As a fledgling Jackson reporter in 1959, I was assigned to cover my first statewide political campaign.
Back then all the serious candidates ran as Democrats, and the main three that year were Lt. Gov. Carroll Gartin of Laurel, Ross Barnett of Jackson and District Attorney Charles L. Sullivan of Clarksdale, a late entry into the race.
Barnett, who eventually won, and Gartin were in the second primary runoff, and I covered political rallies and speeches by both of them from Iuka to Biloxi.
By 1959, most voters had television sets, but local coverage and advertising was limited. Hundreds of people in small towns and larger cities would still turn out for a political rally, especially if the candidate was preceded by a gospel quartet or a country band to warm things up at a courthouse square or city park.
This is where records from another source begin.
//! Scripted transport used by the unit tests.
//!
//! Emulates the supervisor register file closely enough for the driver
//! paths under test: the watchdog on/off commands update the state
//! register (unless the device is scripted as stuck), the counter-clear
//! command zeroes the counter bank, and word writes land in a word
//! register file. Reads and writes can be failed wholesale or per
//! offset, and every write is logged so tests can assert the exact
//! bytes put on the bus.

use std::collections::{HashMap, HashSet};
use std::sync::{Arc, Mutex};

use crate::registers;
use crate::transport::{SmbusTransport, TransportError};

#[derive(Debug, Default)]
struct MockState {
    regs: HashMap<u8, u8>,
    words: HashMap<u8, u16>,
    fail_all: bool,
    fail_offsets: HashSet<u8>,
    stuck_watchdog: bool,
    commands: Vec<u8>,
    byte_writes: Vec<(u8, u8)>,
    word_writes: Vec<(u8, u16)>,
}

impl MockState {
    fn failing(&self, offset: u8) -> bool {
        self.fail_all || self.fail_offsets.contains(&offset)
    }
}

/// Cloneable handle to a shared in-memory device model. Tests keep one
/// clone for inspection while the opened device owns another.
#[derive(Clone, Debug, Default)]
pub(crate) struct MockTransport {
    state: Arc<Mutex<MockState>>,
}

impl MockTransport {
    pub(crate) fn new() -> MockTransport {
        MockTransport::default()
    }

    /// A device answering with an all-digit (second generation) revision.
    pub(crate) fn second_generation() -> MockTransport {
        let mock = MockTransport::new();
        mock.load_revision(b"020000");
        mock
    }

    /// A device whose revision registers do not read back as digits.
    pub(crate) fn first_generation() -> MockTransport {
        let mock = MockTransport::new();
        mock.load_revision(b"PIC1.0");
        mock
    }

    pub(crate) fn load_revision(&self, revision: &[u8; registers::FW_REV_LEN]) {
        let mut state = self.state.lock().unwrap();
        for (i, byte) in revision.iter().enumerate() {
            state.regs.insert(registers::fw_rev(i), *byte);
        }
    }

    pub(crate) fn set_reg(&self, offset: u8, value: u8) {
        self.state.lock().unwrap().regs.insert(offset, value);
    }

    pub(crate) fn set_word(&self, offset: u8, value: u16) {
        self.state.lock().unwrap().words.insert(offset, value);
    }

    pub(crate) fn fail_everything(&self, fail: bool) {
        self.state.lock().unwrap().fail_all = fail;
    }

    pub(crate) fn fail_offset(&self, offset: u8) {
        self.state.lock().unwrap().fail_offsets.insert(offset);
    }

    pub(crate) fn clear_failures(&self) {
        let mut state = self.state.lock().unwrap();
        state.fail_all = false;
        state.fail_offsets.clear();
    }

    /// Make the device ignore watchdog on/off commands, so the state
    /// register no longer confirms them.
    pub(crate) fn stick_watchdog(&self) {
        self.state.lock().unwrap().stuck_watchdog = true;
    }

    /// Bare commands sent so far, in order.
    pub(crate) fn commands(&self) -> Vec<u8> {
        self.state.lock().unwrap().commands.clone()
    }

    /// Byte-data writes sent so far, as (offset, value) pairs.
    pub(crate) fn byte_writes(&self) -> Vec<(u8, u8)> {
        self.state.lock().unwrap().byte_writes.clone()
    }

    /// Word-data writes sent so far, as (offset, value) pairs.
    pub(crate) fn word_writes(&self) -> Vec<(u8, u16)> {
        self.state.lock().unwrap().word_writes.clone()
    }
}

impl SmbusTransport for MockTransport {
    fn read_byte(&mut self, _address: u16) -> Result<u8, TransportError> {
        let state = self.state.lock().unwrap();
        if state.fail_all {
            return Err(TransportError::Nack);
        }
        Ok(0)
    }

    fn read_byte_data(&mut self, _address: u16, offset: u8) -> Result<u8, TransportError> {
        let state = self.state.lock().unwrap();
        if state.failing(offset) {
            return Err(TransportError::Nack);
        }
        Ok(state.regs.get(&offset).copied().unwrap_or(0))
    }

    fn read_word_data(&mut self, _address: u16, offset: u8) -> Result<u16, TransportError> {
        let state = self.state.lock().unwrap();
        if state.failing(offset) {
            return Err(TransportError::Nack);
        }
        Ok(state.words.get(&offset).copied().unwrap_or(0))
    }

    fn write_byte(&mut self, _address: u16, command: u8) -> Result<(), TransportError> {
        let mut state = self.state.lock().unwrap();
        if state.failing(command) {
            return Err(TransportError::Nack);
        }
        state.commands.push(command);
        match command {
            registers::WDOG_ON if !state.stuck_watchdog => {
                state.regs.insert(registers::WDOG_STATE, 1);
            }
            registers::WDOG_OFF if !state.stuck_watchdog => {
                state.regs.insert(registers::WDOG_STATE, 0);
            }
            registers::ERRCNT_CLEAR => {
                for offset in registers::ERRCNT_WDOG_RESET..=registers::ERRCNT_PROCHOT {
                    state.regs.insert(offset, 0);
                }
            }
            _ => (),
        }
        Ok(())
    }

    fn write_byte_data(
        &mut self,
        _address: u16,
        offset: u8,
        value: u8,
    ) -> Result<(), TransportError> {
        let mut state = self.state.lock().unwrap();
        if state.failing(offset) {
            return Err(TransportError::Nack);
        }
        state.byte_writes.push((offset, value));
        if offset == registers::WDOG_OFF {
            if value == registers::WDOG_OFF_KEY && !state.stuck_watchdog {
                state.regs.insert(registers::WDOG_STATE, 0);
            }
        } else {
            state.regs.insert(offset, value);
        }
        Ok(())
    }

    fn write_word_data(
        &mut self,
        _address: u16,
        offset: u8,
        value: u16,
    ) -> Result<(), TransportError> {
        let mut state = self.state.lock().unwrap();
        if state.failing(offset) {
            return Err(TransportError::Nack);
        }
        state.word_writes.push((offset, value));
        state.words.insert(offset, value);
        Ok(())
    }
}
// SPDX-License-Identifier: MPL-2.0
// This Source Code Form is subject to the terms of the Mozilla Public
// License, v. 2.0. If a copy of the MPL was not distributed with this
// file, You can obtain one at https://mozilla.org/MPL/2.0/.

//! HVAC mode vocabulary.

use std::fmt;

use serde::{Deserialize, Serialize};

/// Operating mode of a thermostat zone as exposed to the host.
///
/// The device itself tracks two independent bits per room: a power switch
/// (on/off) and an operating mode (heat/cool). This enum is the combined
/// host-facing view: `Off` when the switch is off, otherwise `Heat` or
/// `Cool` per the operating mode.
#[derive(Debug, Clone, Copy, PartialEq, Eq, Hash, Serialize, Deserialize)]
#[serde(rename_all = "lowercase")]
pub enum HvacMode {
    /// The zone is actively heating toward its setpoint.
    Heat,
    /// The zone is actively cooling toward its setpoint.
    Cool,
    /// The zone is switched off.
    Off,
}

impl HvacMode {
    /// Combines the device's power and operating bits into a host mode.
    #[must_use]
    pub(crate) fn from_device_bits(power_on: bool, cooling: bool) -> Self {
        if !power_on {
            Self::Off
        } else if cooling {
            Self::Cool
        } else {
            Self::Heat
        }
    }

    /// Returns `true` if the zone is switched on in this mode.
    #[must_use]
    pub fn is_on(&self) -> bool {
        !matches!(self, Self::Off)
    }
}

impl fmt::Display for HvacMode {
    fn fmt(&self, f: &mut fmt::Formatter<'_>) -> fmt::Result {
        match self {
            Self::Heat => write!(f, "heat"),
            Self::Cool => write!(f, "cool"),
            Self::Off => write!(f, "off"),
        }
    }
}

#[cfg(test)]
mod tests {
    use super::*;

    #[test]
    fn device_bit_combinations() {
        assert_eq!(HvacMode::from_device_bits(false, false), HvacMode::Off);
        assert_eq!(HvacMode::from_device_bits(false, true), HvacMode::Off);
        assert_eq!(HvacMode::from_device_bits(true, false), HvacMode::Heat);
        assert_eq!(HvacMode::from_device_bits(true, true), HvacMode::Cool);
    }

    #[test]
    fn is_on() {
        assert!(HvacMode::Heat.is_on());
        assert!(HvacMode::Cool.is_on());
        assert!(!HvacMode::Off.is_on());
    }
}
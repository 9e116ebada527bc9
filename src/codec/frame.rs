// SPDX-License-Identifier: MPL-2.0
// This Source Code Form is subject to the terms of the Mozilla Public
// License, v. 2.0. If a copy of the MPL was not distributed with this
// file, You can obtain one at https://mozilla.org/MPL/2.0/.

//! Inbound frame model and resumable decoding.
//!
//! Frames are self-delimited by their fixed 7-byte length, so resumable
//! parsing reduces to buffering: the [`FrameDecoder`] accumulates raw bytes
//! from the socket and yields complete frames regardless of how TCP reads
//! split them. Fewer than seven buffered bytes means "need more", and the
//! buffer is left untouched.

use crate::error::ParseError;
use crate::types::{RoomId, TargetTemperature};

use super::values::{ambient_from_value, humidity_from_value, target_from_value};
use super::TraceHeader;

/// Length of every Termowifi frame in bytes.
pub const FRAME_LEN: usize = 7;

/// One decoded state field of a room.
#[derive(Debug, Clone, Copy, PartialEq)]
pub enum RoomField {
    /// Power switch state (on/off).
    Power(bool),
    /// Operating mode; `cooling` is false for heat.
    OperatingMode {
        /// Whether the zone is in cooling mode.
        cooling: bool,
    },
    /// Configured target temperature.
    Target(TargetTemperature),
    /// Measured ambient temperature in °C.
    Ambient(f32),
    /// Measured relative humidity in percent.
    Humidity(u8),
}

/// One complete, decoded device frame.
#[derive(Debug, Clone, Copy, PartialEq)]
pub enum Frame {
    /// A state field reported for a room (answer or confirmation).
    Answer {
        /// The room the field belongs to.
        room: RoomId,
        /// The decoded field.
        field: RoomField,
    },
    /// A discovery answer announcing that a room exists.
    RoomDiscovered {
        /// The announced room.
        room: RoomId,
    },
    /// An acknowledgement carrying no state: either an echo of a command
    /// the host sent, or a zero-data confirmation of a write.
    Ack {
        /// Acknowledged command id.
        cid: u8,
        /// Acknowledged data byte.
        data: u8,
    },
}

/// Decodes a single complete frame.
///
/// # Errors
///
/// Returns a [`ParseError`] carrying the raw bytes when the header is
/// unknown, the checksum does not verify, or the command id maps to no
/// known room field.
pub fn decode_frame(bytes: &[u8; FRAME_LEN]) -> Result<Frame, ParseError> {
    let Some(header) = TraceHeader::from_bytes(bytes) else {
        return Err(ParseError::UnknownHeader(bytes.to_vec()));
    };

    let cid = bytes[4];
    let data = bytes[5];
    let checksum = bytes[6];

    // Echoed commands are acknowledgements; the device repeats our own
    // trace verbatim, so there is nothing further to verify.
    if header == TraceHeader::SendCommand {
        return Ok(Frame::Ack { cid, data });
    }

    let expected = cid.wrapping_add(data).wrapping_add(header.checksum_diff());
    if checksum != expected {
        return Err(ParseError::InvalidChecksum(bytes.to_vec()));
    }

    decode_payload(cid, data).ok_or_else(|| ParseError::UnrecognizedCommand(bytes.to_vec()))
}

/// Maps a verified (cid, data) pair to its typed frame, if any.
fn decode_payload(cid: u8, data: u8) -> Option<Frame> {
    // Discovery answers: cid 0x32..=0x36, data must be zero.
    if (0x32..=0x36).contains(&cid) {
        if data != 0x00 {
            return None;
        }
        let room = RoomId::new(cid - 0x32).ok()?;
        return Some(Frame::RoomDiscovered { room });
    }

    // A zero data byte outside discovery carries no state; the controller
    // confirms power and mode writes this way. On the setpoint slot it
    // must not be read as a temperature.
    if data == 0x00 {
        return Some(Frame::Ack { cid, data });
    }

    // Humidity answers: cid = room + 0x64.
    if (0x64..=0x64 + RoomId::MAX).contains(&cid) {
        let room = RoomId::new(cid - 0x64).ok()?;
        return Some(Frame::Answer {
            room,
            field: RoomField::Humidity(humidity_from_value(data)),
        });
    }

    // Room field answers: cid = room * 4 + slot.
    let room = RoomId::new(cid / 4).ok()?;
    let field = match (cid % 4, data) {
        (0, 0x03) => RoomField::Power(true),
        (0, 0x02) => RoomField::Power(false),
        (1, 0x02) => RoomField::OperatingMode { cooling: false },
        (1, 0x03) => RoomField::OperatingMode { cooling: true },
        (2, value) => RoomField::Target(TargetTemperature::clamped(target_from_value(value))),
        (3, value) => RoomField::Ambient(ambient_from_value(value)),
        _ => return None,
    };
    Some(Frame::Answer { room, field })
}

/// Accumulating decoder for a raw TCP byte stream.
///
/// # Examples
///
/// ```
/// use termowifi::codec::{Frame, FrameDecoder};
///
/// let mut decoder = FrameDecoder::new();
/// // A frame split across two reads decodes once complete.
/// decoder.push(&[0x3B, 0x01, 0x01]);
/// assert!(decoder.next_frame().is_none());
/// decoder.push(&[0x04, 0x06, 0x2B, 0x37]);
/// let frame = decoder.next_frame().unwrap().unwrap();
/// assert!(matches!(frame, Frame::Answer { .. }));
/// ```
#[derive(Debug, Default)]
pub struct FrameDecoder {
    buffer: Vec<u8>,
}

impl FrameDecoder {
    /// Creates an empty decoder.
    #[must_use]
    pub fn new() -> Self {
        Self::default()
    }

    /// Appends raw bytes read from the socket.
    pub fn push(&mut self, bytes: &[u8]) {
        self.buffer.extend_from_slice(bytes);
    }

    /// Attempts to decode the next buffered frame.
    ///
    /// Returns `None` while fewer than [`FRAME_LEN`] bytes are buffered
    /// (the partial tail is kept for the next read). A complete frame is
    /// always consumed, decodable or not; on error the raw bytes travel
    /// with the [`ParseError`].
    pub fn next_frame(&mut self) -> Option<Result<Frame, ParseError>> {
        if self.buffer.len() < FRAME_LEN {
            return None;
        }
        let mut raw = [0u8; FRAME_LEN];
        raw.copy_from_slice(&self.buffer[..FRAME_LEN]);
        self.buffer.drain(..FRAME_LEN);
        Some(decode_frame(&raw))
    }

    /// Number of bytes currently buffered.
    #[must_use]
    pub fn buffered(&self) -> usize {
        self.buffer.len()
    }

    /// Discards any buffered bytes.
    ///
    /// Used when the connection is torn down; a new connection starts
    /// from a clean frame boundary.
    pub fn clear(&mut self) {
        self.buffer.clear();
    }
}
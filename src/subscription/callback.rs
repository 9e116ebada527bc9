// SPDX-License-Identifier: MPL-2.0
// This Source Code Form is subject to the terms of the Mozilla Public
// License, v. 2.0. If a copy of the MPL was not distributed with this
// file, You can obtain one at https://mozilla.org/MPL/2.0/.

//! Callback management for client subscriptions.
//!
//! This module provides the core types for managing subscription callbacks:
//!
//! - [`SubscriptionId`] - Unique identifier for unsubscribing
//! - [`CallbackRegistry`] - Internal registry for storing and dispatching callbacks

use std::collections::HashMap;
use std::sync::Arc;
use std::sync::atomic::{AtomicU64, Ordering};

use parking_lot::RwLock;

use crate::connection::ConnectionState;
use crate::state::RoomState;
use crate::types::RoomId;

/// Unique identifier for a subscription.
///
/// This ID is returned when creating a subscription and can be used to
/// unsubscribe later. IDs are unique within a client's lifetime.
///
/// # Examples
///
/// ```ignore
/// let sub_id = client.on_room_updated(|room, state| { /* ... */ });
///
/// // Later, unsubscribe
/// client.unsubscribe(sub_id);
/// ```
#[derive(Debug, Clone, Copy, PartialEq, Eq, Hash)]
pub struct SubscriptionId(u64);

impl SubscriptionId {
    /// Creates a new subscription ID with the given value.
    #[must_use]
    pub(crate) fn new(id: u64) -> Self {
        Self(id)
    }

    /// Returns the raw ID value.
    #[must_use]
    pub fn value(&self) -> u64 {
        self.0
    }
}

impl std::fmt::Display for SubscriptionId {
    fn fmt(&self, f: &mut std::fmt::Formatter<'_>) -> std::fmt::Result {
        write!(f, "Sub({})", self.0)
    }
}

/// Type alias for room update callbacks.
type RoomUpdatedCallback = Arc<dyn Fn(RoomId, &RoomState) + Send + Sync>;

/// Type alias for room discovery callbacks.
type RoomDiscoveredCallback = Arc<dyn Fn(RoomId) + Send + Sync>;

/// Type alias for room availability callbacks.
type AvailabilityCallback = Arc<dyn Fn(RoomId, bool) + Send + Sync>;

/// Type alias for connection state callbacks.
type ConnectionCallback = Arc<dyn Fn(&ConnectionState) + Send + Sync>;

/// Registry for managing client subscription callbacks.
///
/// This is an internal type used by the client to store and dispatch
/// callbacks. It uses thread-safe interior mutability via
/// `parking_lot::RwLock` for high performance in async contexts.
///
/// # Thread Safety
///
/// The registry is fully thread-safe and can be accessed from multiple tasks
/// concurrently. Callbacks are wrapped in `Arc` so they can be cloned cheaply.
pub struct CallbackRegistry {
    /// Counter for generating unique subscription IDs.
    next_id: AtomicU64,
    /// Room state update callbacks.
    room_updated_callbacks: RwLock<HashMap<SubscriptionId, RoomUpdatedCallback>>,
    /// Room discovery callbacks.
    room_discovered_callbacks: RwLock<HashMap<SubscriptionId, RoomDiscoveredCallback>>,
    /// Room availability callbacks.
    availability_callbacks: RwLock<HashMap<SubscriptionId, AvailabilityCallback>>,
    /// Connection state callbacks.
    connection_callbacks: RwLock<HashMap<SubscriptionId, ConnectionCallback>>,
}

impl CallbackRegistry {
    /// Creates a new empty callback registry.
    #[must_use]
    pub fn new() -> Self {
        Self {
            next_id: AtomicU64::new(1),
            room_updated_callbacks: RwLock::new(HashMap::new()),
            room_discovered_callbacks: RwLock::new(HashMap::new()),
            availability_callbacks: RwLock::new(HashMap::new()),
            connection_callbacks: RwLock::new(HashMap::new()),
        }
    }

    /// Generates a new unique subscription ID.
    fn next_id(&self) -> SubscriptionId {
        SubscriptionId::new(self.next_id.fetch_add(1, Ordering::Relaxed))
    }

    // =========================================================================
    // Registration methods
    // =========================================================================

    /// Registers a callback for room state updates.
    ///
    /// The callback receives the room and its complete new state.
    pub fn on_room_updated<F>(&self, callback: F) -> SubscriptionId
    where
        F: Fn(RoomId, &RoomState) + Send + Sync + 'static,
    {
        let id = self.next_id();
        self.room_updated_callbacks
            .write()
            .insert(id, Arc::new(callback));
        id
    }

    /// Registers a callback for newly discovered rooms.
    pub fn on_room_discovered<F>(&self, callback: F) -> SubscriptionId
    where
        F: Fn(RoomId) + Send + Sync + 'static,
    {
        let id = self.next_id();
        self.room_discovered_callbacks
            .write()
            .insert(id, Arc::new(callback));
        id
    }

    /// Registers a callback for room availability changes.
    pub fn on_availability_changed<F>(&self, callback: F) -> SubscriptionId
    where
        F: Fn(RoomId, bool) + Send + Sync + 'static,
    {
        let id = self.next_id();
        self.availability_callbacks
            .write()
            .insert(id, Arc::new(callback));
        id
    }

    /// Registers a callback for connection state changes.
    pub fn on_connection_changed<F>(&self, callback: F) -> SubscriptionId
    where
        F: Fn(&ConnectionState) + Send + Sync + 'static,
    {
        let id = self.next_id();
        self.connection_callbacks
            .write()
            .insert(id, Arc::new(callback));
        id
    }

    // =========================================================================
    // Unsubscription
    // =========================================================================

    /// Unregisters a callback by its subscription ID.
    ///
    /// Returns `true` if a callback was found and removed.
    pub fn unsubscribe(&self, id: SubscriptionId) -> bool {
        // Try each callback map until we find and remove the ID
        if self.room_updated_callbacks.write().remove(&id).is_some() {
            return true;
        }
        if self.room_discovered_callbacks.write().remove(&id).is_some() {
            return true;
        }
        if self.availability_callbacks.write().remove(&id).is_some() {
            return true;
        }
        if self.connection_callbacks.write().remove(&id).is_some() {
            return true;
        }
        false
    }

    /// Clears all callbacks.
    pub fn clear(&self) {
        self.room_updated_callbacks.write().clear();
        self.room_discovered_callbacks.write().clear();
        self.availability_callbacks.write().clear();
        self.connection_callbacks.write().clear();
    }

    // =========================================================================
    // Dispatch methods
    // =========================================================================

    /// Dispatches a room state update to all registered callbacks.
    ///
    /// Callbacks are called synchronously in an arbitrary order.
    pub fn dispatch_room_updated(&self, room: RoomId, state: &RoomState) {
        let callbacks = self.room_updated_callbacks.read();
        for callback in callbacks.values() {
            callback(room, state);
        }
    }

    /// Dispatches a room discovery to all registered callbacks.
    pub fn dispatch_room_discovered(&self, room: RoomId) {
        let callbacks = self.room_discovered_callbacks.read();
        for callback in callbacks.values() {
            callback(room);
        }
    }

    /// Dispatches a room availability change to all registered callbacks.
    pub fn dispatch_availability(&self, room: RoomId, available: bool) {
        let callbacks = self.availability_callbacks.read();
        for callback in callbacks.values() {
            callback(room, available);
        }
    }

    /// Dispatches a connection state change to all registered callbacks.
    pub fn dispatch_connection(&self, state: &ConnectionState) {
        let callbacks = self.connection_callbacks.read();
        for callback in callbacks.values() {
            callback(state);
        }
    }

    // =========================================================================
    // Statistics
    // =========================================================================

    /// Returns the total number of registered callbacks.
    #[must_use]
    pub fn callback_count(&self) -> usize {
        self.room_updated_callbacks.read().len()
            + self.room_discovered_callbacks.read().len()
            + self.availability_callbacks.read().len()
            + self.connection_callbacks.read().len()
    }

    /// Returns `true` if there are no registered callbacks.
    #[must_use]
    pub fn is_empty(&self) -> bool {
        self.callback_count() == 0
    }
}

impl Default for CallbackRegistry {
    fn default() -> Self {
        Self::new()
    }
}

impl std::fmt::Debug for CallbackRegistry {
    fn fmt(&self, f: &mut std::fmt::Formatter<'_>) -> std::fmt::Result {
        f.debug_struct("CallbackRegistry")
            .field("callback_count", &self.callback_count())
            .finish()
    }
}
Both supporters and opponents would show up to cheer or jeer. I suspect, at times, a candidate would recruit someone to fake being an opponent and make some supposedly derogatory comment to which the speaker would have a ready put-down to the delight of of the majority of the audience.
In more idyllic times, Mississippi politics was more entertaining, but just as dirty.
That year, as in most including now, the candidates tried to discredit their opponents by linking them to someone or something perceived to be unpopular.
J.P. Coleman was governor at the time and had been in some tough scraps with leaders of the Legislature over, among other things, his advocacy of a new state Constitution. Hugh White had preceded Coleman as governor.
Gartin, the lieutenant governor, had the support of both White and Coleman and their political factions.
Barnett repeatedly referred to the three as "Big Daddy (White), Tall Daddy (Coleman) and Little Boy Blue (Gartin.)"
Four years later, after Barnett had brought the state national notoriety with his handling - or mishandling - of the Ole Miss desegregation fiasco, then Lt. Gov. Paul B. Johnson Jr. and Coleman ran against each other, with Johnson winning. The governor couldn't immediately succeed himself then, so Coleman had to sit out four years before running again.
One of Johnson's themes was "Stand Tall with Paul," accompanied by a photograph of Johnson, standing in for Barnett, turning away federal marshals and James Meredith (only temporarily) at Ole Miss.
Coleman, who tried to trumpet his own record as a segregationist, was pilloried for, among other things, having let John F. Kennedy sleep in Bilbo's bed at the governor's mansion when Kennedy, by 1963 tremendously unpopular among Mississippi voters because of desegregation, was running for president. Remember, not many voters were black back then.
Speaking of Theodore G. Bilbo, the fiery populist who was a major player on the Mississippi political scene between the two world wars and shortly after the second, he was once pistol- whipped for attacking the character of an opponent.
And Paul B. Johnson Sr., who preceded his son in the governor's office by about two decades, once beat Jackson Daily News editor Fred Sullins with his walking cane for something Sullins had written about him.
In more recent times, Bill Allain, the attorney general who successfully ran for governor in 1983, had to overcome during the campaign allegations of homosexuality.
Barbour and Musgrove may be slinging mud. But it's pretty mild stuff compared to much of that in the past, even if it is costing a lot more to spread.